El capítulo de Miranda sucedió en su tercer curso en el Langreo. El conjunto asturiano había cumplido y llegaba salvado a la última jornada en Miranda. El Mirandés se jugaba el ascenso y el Oviedo, como ahora, necesitaba que perdiese ante los asturianos para así poder abandonar Segunda B tras un año convulso. “El Mirandés tenía preparada la fiesta y sentíamos una presión tremenda del público. Nos achuchaban la de dios. Además, empezaron ganando 1-0. Pero luego empató Manzano y empezaron los nervios”.

También los había en el Tartiere, con el Oviedo empatando ante el Pegaso, que ya estaba descendido. En el minuto 70 se cantó gol en el Tartiere: Herbera anotaba el 1-0. No era suficiente. Se necesitaba un gol en Miranda del Langreo que no acababa de llegar. Hasta que en el último minuto...“Yo era un delantero reconvertido a lateral derecho, subí por la banda, me metí por dentro y me cayó un balón desde fuera del área y la metí”. El oviedismo, pendiente del transistor, entró en estado de locura. Volvían a Segunda. Y el Langreo en el pánico. “En ese momento pensábamos que nos iban a sacar a gorrazos del campo, pero no nos dijeron nada. A ellos los tuvo que sacar la Policía”, recuerda nítidamente Atilano.

Esa tarde cambió la vida del sierense casi para siempre. “Los aficionados del Oviedo venían a verme a mi casa y darme las gracias y la expectación mediática fue tremenda”. Atilano niega que el Langreo estuviese primado por el Oviedo, aunque sus vecinos le siguen haciendo bromas. “Que diga cuánto dinero le debe todavía el Oviedo...”, le dice el dueño del bar desde la barra. El exjugador es claro. “Teníamos la prima del Langreo habitual por ganar fuera, nada más”, sentencia. Sí hubo después un amistoso entre el Oviedo y el Langreo, además de una espicha de los dos equipos en un conocido llagar de Colloto.

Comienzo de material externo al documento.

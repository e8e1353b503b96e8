//! Scenario: create-or-merge semantics and flag queries on the in-memory store.
//!
//! # Invariants under test
//! - Upserting an unknown key creates the record.
//! - A later partial patch never erases fields it does not carry.
//! - Flag queries return only flagged records, in key order, per shop.

use stk_store::{
    MarketplaceCredentials, MemoryStore, RecordFlag, ShopRecord, ShopStore, StockKey,
    StockRecordPatch, StockRecordStore, StoreError,
};

const SHOP: &str = "demo.myshopify.com";

#[tokio::test]
async fn upsert_creates_then_merges() {
    let store = MemoryStore::new();
    let key = StockKey::new("gid://shopify/InventoryItem/11");

    assert!(store.get(SHOP, &key).await.unwrap().is_none());

    store
        .upsert_merge(
            SHOP,
            &key,
            &StockRecordPatch {
                sku: Some("TEE-S".to_string()),
                variant_name: Some("Tee - S".to_string()),
                ..Default::default()
            },
        )
        .await
        .unwrap();

    let rec = store
        .upsert_merge(
            SHOP,
            &key,
            &StockRecordPatch {
                primary_current: Some(12),
                ..Default::default()
            },
        )
        .await
        .unwrap();

    assert_eq!(rec.sku.as_deref(), Some("TEE-S"));
    assert_eq!(rec.variant_name.as_deref(), Some("Tee - S"));
    assert_eq!(rec.primary.current, 12);
    assert!(rec.updated_at.is_some());

    let by_sku = store.find_by_sku(SHOP, "TEE-S").await.unwrap().unwrap();
    assert_eq!(by_sku.key, key);
    assert!(store.find_by_sku("other.shop", "TEE-S").await.unwrap().is_none());
}

#[tokio::test]
async fn flag_queries_are_filtered_and_ordered() {
    let store = MemoryStore::new();
    for (k, flagged) in [("k3", true), ("k1", true), ("k2", false)] {
        store
            .upsert_merge(
                SHOP,
                &StockKey::new(k),
                &StockRecordPatch {
                    override_requested: Some(flagged),
                    override_value: Some(5),
                    ..Default::default()
                },
            )
            .await
            .unwrap();
    }

    let hits = store
        .get_all_where(SHOP, RecordFlag::OverrideRequested)
        .await
        .unwrap();
    let keys: Vec<&str> = hits.iter().map(|r| r.key.as_str()).collect();
    assert_eq!(keys, vec!["k1", "k3"]);

    let links = store
        .get_all_where(SHOP, RecordFlag::LinkSkuRequested)
        .await
        .unwrap();
    assert!(links.is_empty());
}

#[tokio::test]
async fn shop_credentials_are_persisted() {
    let store = MemoryStore::with_shop(ShopRecord::new(SHOP));

    let creds = MarketplaceCredentials {
        onboarded: true,
        access_token: Some("123.abc".to_string()),
        refresh_token: Some("123.ref".to_string()),
        ..Default::default()
    };
    store.save_marketplace_credentials(SHOP, &creds).await.unwrap();
    store.save_marketplace_shop(SHOP, 777, "Demo Shop").await.unwrap();

    let shop = store.get_shop(SHOP).await.unwrap();
    assert_eq!(shop.marketplace, creds);
    assert_eq!(shop.marketplace_shop_id, Some(777));

    // Debug output never shows token material.
    let dbg = format!("{shop:?}");
    assert!(!dbg.contains("123.abc"));
    assert!(dbg.contains("<REDACTED>"));

    let missing = store.get_shop("nope").await;
    assert!(matches!(missing, Err(StoreError::NotFound(_))));
}
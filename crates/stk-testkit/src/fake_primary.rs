//! In-process primary platform.
//!
//! Bulk jobs complete on the first status poll (unless stalled) and their
//! result is rendered from the current item table in the same NDJSON shape
//! the real export produces.

use std::collections::{BTreeMap, BTreeSet};
use std::sync::{Arc, Mutex, MutexGuard};

use async_trait::async_trait;
use serde_json::json;
use stk_bulk::{
    BulkError, BulkExportApi, ExportKind, ExportQuery, JobStatus, LineSource, PendingExport,
    StaticLines,
};
use stk_primary::{LevelWrite, PrimaryApi, PrimaryConnector, PrimaryError};

use crate::{item_gid, location_gid};

#[derive(Debug, Clone, PartialEq, Eq)]
pub struct FakeItem {
    pub number: u64,
    pub location: u64,
    pub available: i64,
    pub sku: Option<String>,
    pub title: String,
    /// `false` for items whose stock the platform does not track.
    pub managed: bool,
}

#[derive(Default)]
struct State {
    items: BTreeMap<String, FakeItem>,
    extra_level_lines: Vec<String>,
    stalled: bool,
    fail_writes: BTreeSet<String>,
    writes: Vec<LevelWrite>,
    jobs: BTreeMap<String, ExportKind>,
    status_calls: u32,
    connected_with: Vec<String>,
}

#[derive(Clone, Default)]
pub struct FakePrimary {
    state: Arc<Mutex<State>>,
}

impl FakePrimary {
    pub fn new() -> Self {
        Self::default()
    }

    fn state(&self) -> MutexGuard<'_, State> {
        self.state.lock().unwrap_or_else(|p| p.into_inner())
    }

    pub fn with_item(self, number: u64, available: i64, sku: &str) -> Self {
        self.put_item(FakeItem {
            number,
            location: 1,
            available,
            sku: Some(sku.to_string()),
            title: format!("Product {number}"),
            managed: true,
        });
        self
    }

    pub fn put_item(&self, item: FakeItem) {
        self.state().items.insert(item_gid(item.number), item);
    }

    /// Simulate a sale or restock made directly on the platform.
    pub fn set_available(&self, number: u64, available: i64) {
        if let Some(item) = self.state().items.get_mut(&item_gid(number)) {
            item.available = available;
        }
    }

    pub fn available(&self, number: u64) -> Option<i64> {
        self.state().items.get(&item_gid(number)).map(|i| i.available)
    }

    /// Raw line placed at the top of every inventory-levels export.
    pub fn inject_level_line(&self, line: &str) {
        self.state().extra_level_lines.push(line.to_string());
    }

    /// Jobs never leave RUNNING.
    pub fn stall_exports(&self) {
        self.state().stalled = true;
    }

    pub fn fail_writes_for(&self, number: u64) {
        self.state().fail_writes.insert(item_gid(number));
    }

    pub fn writes(&self) -> Vec<LevelWrite> {
        self.state().writes.clone()
    }

    pub fn status_calls(&self) -> u32 {
        self.state().status_calls
    }

    pub fn connected_with(&self) -> Vec<String> {
        self.state().connected_with.clone()
    }

    fn render(&self, kind: ExportKind) -> Vec<String> {
        let st = self.state();
        let mut lines = Vec::new();
        match kind {
            ExportKind::InventoryLevels => {
                lines.extend(st.extra_level_lines.iter().cloned());
                for (gid, item) in &st.items {
                    lines.push(json!({ "id": gid }).to_string());
                    lines.push(
                        json!({
                            "location": { "id": location_gid(item.location) },
                            "available": item.available,
                            "__parentId": gid,
                        })
                        .to_string(),
                    );
                }
            }
            ExportKind::ProductVariants => {
                for (gid, item) in &st.items {
                    let product_id = format!("gid://shopify/Product/{}", item.number);
                    lines.push(json!({ "id": product_id, "title": item.title }).to_string());
                    lines.push(
                        json!({
                            "id": format!("gid://shopify/ProductVariant/{}", item.number),
                            "displayName": format!("{} - Default Title", item.title),
                            "inventoryManagement": if item.managed { "SHOPIFY" } else { "NOT_MANAGED" },
                            "inventoryItem": { "id": gid },
                            "sku": item.sku,
                            "product": { "id": product_id, "title": item.title },
                            "__parentId": product_id,
                        })
                        .to_string(),
                    );
                }
            }
        }
        lines
    }
}

#[async_trait]
impl BulkExportApi for FakePrimary {
    async fn submit(&self, query: &ExportQuery) -> Result<PendingExport, BulkError> {
        let mut st = self.state();
        let id = format!("gid://shopify/BulkOperation/{}", st.jobs.len() + 1);
        st.jobs.insert(id.clone(), query.kind);
        Ok(PendingExport::new(id, JobStatus::Created))
    }

    async fn status(&self, job_id: &str) -> Result<PendingExport, BulkError> {
        let mut st = self.state();
        st.status_calls += 1;
        if st.stalled {
            return Ok(PendingExport::new(job_id, JobStatus::Running));
        }
        let mut job = PendingExport::new(job_id, JobStatus::Completed);
        job.result_url = Some(format!("fake://exports/{job_id}"));
        job.object_count = Some(st.items.len() as u64 * 2);
        Ok(job)
    }
}

#[async_trait]
impl PrimaryApi for FakePrimary {
    async fn open_export(&self, url: &str) -> Result<Box<dyn LineSource>, BulkError> {
        let job_id = url.trim_start_matches("fake://exports/");
        let kind = self
            .state()
            .jobs
            .get(job_id)
            .copied()
            .ok_or_else(|| BulkError::Transport(format!("unknown export {url}")))?;
        Ok(Box::new(StaticLines::new(self.render(kind))))
    }

    async fn set_available(&self, write: &LevelWrite) -> Result<(), PrimaryError> {
        let mut st = self.state();
        if st.fail_writes.contains(&write.inventory_item_id) {
            return Err(PrimaryError::Api {
                status: 422,
                body: "{\"errors\":\"inventory item not stocked at location\"}".to_string(),
            });
        }
        if let Some(item) = st.items.get_mut(&write.inventory_item_id) {
            item.available = write.available;
        }
        st.writes.push(write.clone());
        Ok(())
    }
}

impl PrimaryConnector for FakePrimary {
    fn connect(&self, _shop: &str, access_token: &str) -> Result<Arc<dyn PrimaryApi>, PrimaryError> {
        self.state().connected_with.push(access_token.to_string());
        Ok(Arc::new(self.clone()))
    }
}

Han pasado 43 años de aquel milagro y Atilano, que dice no ser fanático de ningún equipo, aunque admite que sus hijas son más del Sporting, da la fórmula con guasa. “El Oviedo tiene que buscar otro Atilano”, bromea en referencia a la última jornada. Luego habla en serio. “Tienen que salir con todo ante el Ibiza, y que luego pase lo que tenga que pasar”, advierte un exjugador que puede fardar de haber jugado un amistoso vistiendo la camiseta del Oviedo y otros dos con la del Sporting. Y tiene miga. Vistiendo de azul fue ante los rojiblancos, en un partido benéfico en Navidad para recaudar fondos para los más necesitados. Siendo rojiblanco fueron un par de encuentros. Uno ante el Racing de Santander en Asturias y otro en Burgos, ante uno de los equipos de los que depende el Oviedo. “Qué casualidad”. Por eso insiste: “Hay que creer”.